[<prev] [next>] [<thread-prev] [thread-next>] [day] [month] [year] [list]
Message-Id: <20091119035424.B3E8B1E2C@magilla.sf.frob.com>
Date: Wed, 18 Nov 2009 19:54:24 -0800 (PST)
From: Roland McGrath <roland@...hat.com>
To: Jason Baron <jbaron@...hat.com>
Cc: linux-kernel@...r.kernel.org, mingo@...e.hu,
mathieu.desnoyers@...ymtl.ca, hpa@...or.com, tglx@...utronix.de,
rostedt@...dmis.org, andi@...stfloor.org, rth@...hat.com,
mhiramat@...hat.com
Subject: Re: [RFC PATCH 0/6] jump label v3
This looks like another good iteration, still imperfect but getting there.
There are three aspects of this work that are largely separable.
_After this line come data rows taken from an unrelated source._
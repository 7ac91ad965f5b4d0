//! Migrate command implementation

use anyhow::{Context, Result};
use sa_core::Namespace;
use sa_migrate::{CancelSignal, MigrationObserver, MigrationOutcome, RunReport};

use crate::cli::{GlobalArgs, MigrateArgs};
use crate::commands::common::{build_runner, load_project, ExitCode};

/// Prints one line per migration attempt, with a header per namespace when
/// more than one is processed.
struct ProgressPrinter {
    show_headers: bool,
}

impl MigrationObserver for ProgressPrinter {
    fn on_namespace_start(&self, namespace: &Namespace) {
        if self.show_headers {
            println!("\n== {} ==", namespace);
        }
    }

    fn on_migration(&self, _namespace: &Namespace, version: &str, outcome: &MigrationOutcome) {
        println!("{}", progress_line(version, outcome));
    }
}

fn progress_line(version: &str, outcome: &MigrationOutcome) -> String {
    format!("{version}: {outcome}")
}

/// Execute the migrate command
pub async fn execute(args: &MigrateArgs, global: &GlobalArgs) -> Result<()> {
    let project = load_project(global)?;
    let cancel = CancelSignal::new();
    let runner = build_runner(
        &project,
        global,
        args.dir.as_deref(),
        &args.schema,
        args.dry,
    )?
    .with_cancel(cancel.clone());

    // The in-flight migration finishes or rolls back; nothing after it starts.
    let interrupt = tokio::spawn(async move {
        if tokio::signal::ctrl_c().await.is_ok() {
            eprintln!("Interrupted, stopping after the current migration...");
            cancel.cancel();
        }
    });

    let observer = ProgressPrinter {
        show_headers: runner.namespaces().len() > 1,
    };
    let result = runner.run(&observer).await;
    interrupt.abort();

    let report = result.context("Failed to load migrations")?;
    print_summary(&report);

    if !report.is_success() {
        return Err(ExitCode(1).into());
    }
    Ok(())
}

fn print_summary(report: &RunReport) {
    for failure in report.failures() {
        if let Some(err) = &failure.error {
            eprintln!("Namespace '{}' failed: {}", failure.namespace, err);
        }
    }
    if report.cancelled {
        eprintln!("Cancelled before all namespaces were migrated");
    }

    let count = report.applied_count();
    let plural = if count == 1 { "" } else { "s" };
    println!();
    if report.dry_run {
        println!("Dry run: {count} migration{plural} succeeded and were rolled back");
    } else if count == 0 && report.is_success() {
        println!("Nothing to migrate");
    } else {
        println!("Applied {count} migration{plural}");
    }
}

#[cfg(test)]
#[path = "migrate_test.rs"]
mod tests;
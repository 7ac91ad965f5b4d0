//! Drives an [`Engine`] across one or more namespaces.

use crate::cancel::CancelSignal;
use crate::engine::Engine;
use crate::error::{MigrateError, MigrateResult};
use crate::migration::MigrationSet;
use crate::observer::MigrationObserver;
use crate::source::MigrationSource;
use crate::state::StateStore;
use sa_core::Namespace;
use sa_db::ConnectionFactory;
use serde::Serialize;
use std::sync::Arc;

/// Settings for one [`Runner`] invocation.
#[derive(Debug, Clone, Default)]
pub struct RunnerOptions {
    /// Namespaces in processing order. Empty means the implicit default.
    pub namespaces: Vec<Namespace>,
    /// Run each namespace in one transaction and roll it back
    pub dry_run: bool,
    /// Version of the application being migrated, for reporting
    pub app_version: String,
}

/// What happened in one namespace.
#[derive(Debug)]
pub struct NamespaceReport {
    pub namespace: Namespace,
    /// Versions that succeeded, in order (rolled back again in dry run)
    pub applied: Vec<String>,
    /// The error that stopped this namespace, if any
    pub error: Option<MigrateError>,
}

impl NamespaceReport {
    pub fn is_success(&self) -> bool {
        self.error.is_none()
    }
}

/// Outcome of a whole [`Runner::run`].
#[derive(Debug)]
pub struct RunReport {
    pub app_version: String,
    pub dry_run: bool,
    /// Stopped by the cancel signal before every namespace was processed
    pub cancelled: bool,
    pub namespaces: Vec<NamespaceReport>,
}

impl RunReport {
    /// True when every namespace was processed and finished without error.
    pub fn is_success(&self) -> bool {
        !self.cancelled && self.namespaces.iter().all(NamespaceReport::is_success)
    }

    /// Namespaces that stopped on an error.
    pub fn failures(&self) -> impl Iterator<Item = &NamespaceReport> {
        self.namespaces.iter().filter(|r| !r.is_success())
    }

    /// Total number of migrations that succeeded across namespaces.
    pub fn applied_count(&self) -> usize {
        self.namespaces.iter().map(|r| r.applied.len()).sum()
    }
}

/// Applied and pending versions of one namespace.
#[derive(Debug, Clone, Serialize)]
pub struct NamespaceStatus {
    pub namespace: String,
    pub applied: Vec<String>,
    pub pending: Vec<String>,
}

/// Runs migrations for every configured namespace, one after another.
///
/// Every namespace's migration set is loaded before any database access,
/// then each namespace runs on a fresh session. A failure stops its own
/// namespace only; namespaces already migrated stay migrated.
pub struct Runner {
    factory: Arc<dyn ConnectionFactory>,
    source: Arc<dyn MigrationSource>,
    options: RunnerOptions,
    cancel: CancelSignal,
}

impl Runner {
    pub fn new(
        factory: Arc<dyn ConnectionFactory>,
        source: Arc<dyn MigrationSource>,
        options: RunnerOptions,
    ) -> Self {
        Self {
            factory,
            source,
            options,
            cancel: CancelSignal::new(),
        }
    }

    /// Use a caller-owned cancellation signal.
    pub fn with_cancel(mut self, cancel: CancelSignal) -> Self {
        self.cancel = cancel;
        self
    }

    /// Namespaces in the order they will be processed.
    pub fn namespaces(&self) -> Vec<Namespace> {
        if self.options.namespaces.is_empty() {
            vec![Namespace::default()]
        } else {
            self.options.namespaces.clone()
        }
    }

    /// Migrate every namespace.
    ///
    /// Returns `Err` only when the source itself cannot be loaded; failures
    /// inside a namespace are collected in the report.
    pub async fn run(&self, observer: &dyn MigrationObserver) -> MigrateResult<RunReport> {
        let sets = self.load_sets()?;
        log::info!(
            "Migrating {} (app version {}){}",
            self.source.describe(),
            self.options.app_version,
            if self.options.dry_run { " [dry run]" } else { "" }
        );

        let mut reports = Vec::new();
        let mut cancelled = false;
        for (namespace, set) in sets {
            if self.cancel.is_cancelled() {
                log::warn!("Cancelled before namespace '{}'", namespace);
                cancelled = true;
                break;
            }
            observer.on_namespace_start(&namespace);
            let report = self.run_namespace(namespace, set, observer).await;
            if let Some(err) = &report.error {
                log::warn!("Namespace '{}' failed: {err}", report.namespace);
            }
            reports.push(report);
        }

        Ok(RunReport {
            app_version: self.options.app_version.clone(),
            dry_run: self.options.dry_run,
            cancelled,
            namespaces: reports,
        })
    }

    /// Report applied and pending versions per namespace.
    ///
    /// Read-only: no schema or tracking table is created, and a namespace
    /// never migrated reports everything as pending.
    pub async fn status(&self) -> MigrateResult<Vec<NamespaceStatus>> {
        let sets = self.load_sets()?;
        let db = self.factory.inspect().await.map_err(|e| {
            MigrateError::Configuration(format!("cannot open database: {e}"))
        })?;

        let mut statuses = Vec::with_capacity(sets.len());
        for (namespace, set) in sets {
            let applied = StateStore::new(Arc::clone(&db), &namespace)
                .read_applied()
                .await?;
            statuses.push(NamespaceStatus {
                namespace: namespace.to_string(),
                applied: applied.versions().map(String::from).collect(),
                pending: applied.pending_in(&set),
            });
        }
        Ok(statuses)
    }

    /// Load the migration set of every namespace, failing on the first
    /// source error.
    fn load_sets(&self) -> MigrateResult<Vec<(Namespace, Arc<MigrationSet>)>> {
        self.namespaces()
            .into_iter()
            .map(|namespace| -> MigrateResult<_> {
                let set = self.source.load_for(&namespace)?;
                Ok((namespace, Arc::new(set)))
            })
            .collect()
    }

    async fn engine(
        &self,
        namespace: &Namespace,
        set: Arc<MigrationSet>,
    ) -> MigrateResult<Engine> {
        let db = self.factory.connect(namespace).await.map_err(|e| {
            MigrateError::Configuration(format!("cannot open namespace '{namespace}': {e}"))
        })?;
        Ok(Engine::new(db, namespace.clone(), set)
            .with_dry_run(self.options.dry_run)
            .with_cancel(self.cancel.clone()))
    }

    async fn run_namespace(
        &self,
        namespace: Namespace,
        set: Arc<MigrationSet>,
        observer: &dyn MigrationObserver,
    ) -> NamespaceReport {
        log::info!("Namespace '{}'", namespace);

        let mut engine = match self.engine(&namespace, set).await {
            Ok(engine) => engine,
            Err(err) => {
                return NamespaceReport {
                    namespace,
                    applied: Vec::new(),
                    error: Some(err),
                }
            }
        };

        let result = match engine.initialize().await {
            Ok(()) => engine.run(observer).await.map(|_| ()),
            Err(err) => Err(err),
        };

        NamespaceReport {
            namespace,
            applied: engine.completed().to_vec(),
            error: result.err(),
        }
    }
}

#[cfg(test)]
#[path = "runner_test.rs"]
mod tests;
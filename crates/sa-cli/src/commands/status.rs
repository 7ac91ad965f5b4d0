//! Status command implementation

use anyhow::{Context, Result};
use sa_migrate::NamespaceStatus;

use crate::cli::{GlobalArgs, OutputFormat, StatusArgs};
use crate::commands::common::{build_runner, load_project};

/// Execute the status command
pub async fn execute(args: &StatusArgs, global: &GlobalArgs) -> Result<()> {
    let project = load_project(global)?;
    let runner = build_runner(&project, global, args.dir.as_deref(), &args.schema, false)?;

    let statuses = runner
        .status()
        .await
        .context("Failed to read migration status")?;

    match args.output {
        OutputFormat::Json => println!("{}", serde_json::to_string_pretty(&statuses)?),
        OutputFormat::Table => print!("{}", render_table(&statuses)),
    }
    Ok(())
}

fn render_table(statuses: &[NamespaceStatus]) -> String {
    let mut out = String::new();
    for status in statuses {
        out.push_str(&format!(
            "{} ({} applied, {} pending)\n",
            status.namespace,
            status.applied.len(),
            status.pending.len()
        ));
        for version in &status.applied {
            out.push_str(&format!("  applied  {version}\n"));
        }
        for version in &status.pending {
            out.push_str(&format!("  pending  {version}\n"));
        }
    }
    out
}

#[cfg(test)]
#[path = "status_test.rs"]
mod tests;
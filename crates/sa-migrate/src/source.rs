//! Migration sources: where migration scripts are read from.

use crate::error::SourceLoadError;
use crate::migration::MigrationSet;
use sa_core::Namespace;
use std::path::{Component, Path, PathBuf};

/// Something that can produce a [`MigrationSet`].
///
/// Loading has no side effects; calling it twice yields equal sets as long
/// as the underlying files are unchanged.
pub trait MigrationSource: Send + Sync {
    /// Read every migration and return them ordered by version
    fn load(&self) -> Result<MigrationSet, SourceLoadError>;

    /// Migrations for one namespace. Sources without per-namespace scripts
    /// return the shared set.
    fn load_for(&self, _namespace: &Namespace) -> Result<MigrationSet, SourceLoadError> {
        self.load()
    }

    /// Human-readable location, for logs
    fn describe(&self) -> String;
}

/// Migration scripts stored in a directory on disk.
///
/// Only files directly inside a directory are migrations; the version comes
/// from the file name. A subdirectory named after a namespace holds that
/// namespace's own scripts and replaces the shared top-level set for it.
/// Other subdirectories are ignored.
#[derive(Debug, Clone)]
pub struct DirSource {
    root: PathBuf,
}

impl DirSource {
    pub fn new(root: impl Into<PathBuf>) -> Self {
        Self { root: root.into() }
    }

    pub fn root(&self) -> &Path {
        &self.root
    }

    /// Directory read for `namespace`: `<root>/<namespace>` if it exists,
    /// otherwise the root itself.
    pub fn dir_for(&self, namespace: &Namespace) -> PathBuf {
        let mut components = Path::new(namespace.as_str()).components();
        if let (Some(Component::Normal(_)), None) = (components.next(), components.next()) {
            let own = self.root.join(namespace.as_str());
            if own.is_dir() {
                return own;
            }
        }
        self.root.clone()
    }

    fn load_dir(dir: &Path) -> Result<MigrationSet, SourceLoadError> {
        let io_err = |path: &Path, source| SourceLoadError::Io {
            path: path.display().to_string(),
            source,
        };

        let mut builder = MigrationSet::builder();
        let entries = std::fs::read_dir(dir).map_err(|e| io_err(dir, e))?;

        for entry in entries {
            let entry = entry.map_err(|e| io_err(dir, e))?;
            let path = entry.path();

            // file_type() does not follow symlinks
            let file_type = entry.file_type().map_err(|e| io_err(&path, e))?;
            if file_type.is_dir() {
                log::debug!("Skipping directory {}", path.display());
                continue;
            }
            if !path.is_file() {
                log::debug!("Skipping non-regular file {}", path.display());
                continue;
            }

            let origin = path.display().to_string();
            let raw_name = entry.file_name();
            let file_name = raw_name
                .to_str()
                .ok_or_else(|| SourceLoadError::MalformedName {
                    name: raw_name.to_string_lossy().into_owned(),
                    path: origin.clone(),
                })?;
            let body = std::fs::read(&path).map_err(|e| io_err(&path, e))?;
            builder.add(file_name, &origin, body)?;
        }

        let set = builder.build();
        log::debug!("Loaded {} migrations from {}", set.len(), dir.display());
        Ok(set)
    }
}

impl MigrationSource for DirSource {
    fn load(&self) -> Result<MigrationSet, SourceLoadError> {
        Self::load_dir(&self.root)
    }

    fn load_for(&self, namespace: &Namespace) -> Result<MigrationSet, SourceLoadError> {
        Self::load_dir(&self.dir_for(namespace))
    }

    fn describe(&self) -> String {
        self.root.display().to_string()
    }
}

/// Migration scripts compiled into the binary, as `(file_name, body)` pairs.
///
/// ```
/// use sa_migrate::StaticSource;
///
/// static MIGRATIONS: &[(&str, &str)] = &[
///     ("001_create_users.sql", "create table users(id int);"),
/// ];
/// let source = StaticSource::new(MIGRATIONS);
/// ```
#[derive(Debug, Clone, Copy)]
pub struct StaticSource {
    files: &'static [(&'static str, &'static str)],
}

impl StaticSource {
    pub const fn new(files: &'static [(&'static str, &'static str)]) -> Self {
        Self { files }
    }
}

impl MigrationSource for StaticSource {
    fn load(&self) -> Result<MigrationSet, SourceLoadError> {
        let mut builder = MigrationSet::builder();
        for (name, body) in self.files {
            builder.add(name, name, body.as_bytes().to_vec())?;
        }
        Ok(builder.build())
    }

    fn describe(&self) -> String {
        format!("<embedded: {} files>", self.files.len())
    }
}

/// An already-loaded set replays itself, so one load can serve many
/// namespaces.
impl MigrationSource for MigrationSet {
    fn load(&self) -> Result<MigrationSet, SourceLoadError> {
        Ok(self.clone())
    }

    fn describe(&self) -> String {
        format!("<loaded: {} migrations>", self.len())
    }
}

#[cfg(test)]
#[path = "source_test.rs"]
mod tests;
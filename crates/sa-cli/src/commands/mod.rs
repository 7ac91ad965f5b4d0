//! CLI command implementations

pub(crate) mod common;
pub(crate) mod migrate;
pub(crate) mod migration;
pub(crate) mod status;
1. the actual instruction-poking for runtime switching
Masami, Mathieu, et al are hashing this out and I have stopped trying to
keep track of the details.
2. optimal compiled hot path code
You and Richard have been working on this in gcc and we know the state
of it now. When we get the cold labels feature done, it will be ideal
for -O(2?). But people mostly use -Os and there no block reordering
gets done now (I think perhaps this even means likely/unlikely don't
really change which path is the straight line, just the source order
of the blocks still determines it). So we hope for more incremental
improvements here, and maybe even really optimal code for -O2 soon.
But at least for -Os it may not be better than "unconditional jump
around" as the "straight line" path in the foreseeable future. As
noted, that alone is still a nice savings over the status quo for the
disabled case. (You gave an "average cycles saved" for this vs a load
and test, but do you have any comparisons of how those two compare to
no tracepoint at all?)
3. bookkeeping magic to find all the jumps to enable for a given tracepoint
Here you have a working first draft, but it looks pretty clunky.
That strcmp just makes me gag. For a first version that's still
pretty simple, I think it should be trivial to use a pointer
comparison there. For tracepoints, it can be the address of the
struct tracepoint. For the general case, it can be the address of
the global that would be flag variable in case of no asm goto support.
For more incremental improvements, we could cut down on running
through the entire table for every switch. If there are many
different switches (as there are already for many different
tracepoints), then you really just want to run through the
insn-patch list for the particular switch when you toggle it.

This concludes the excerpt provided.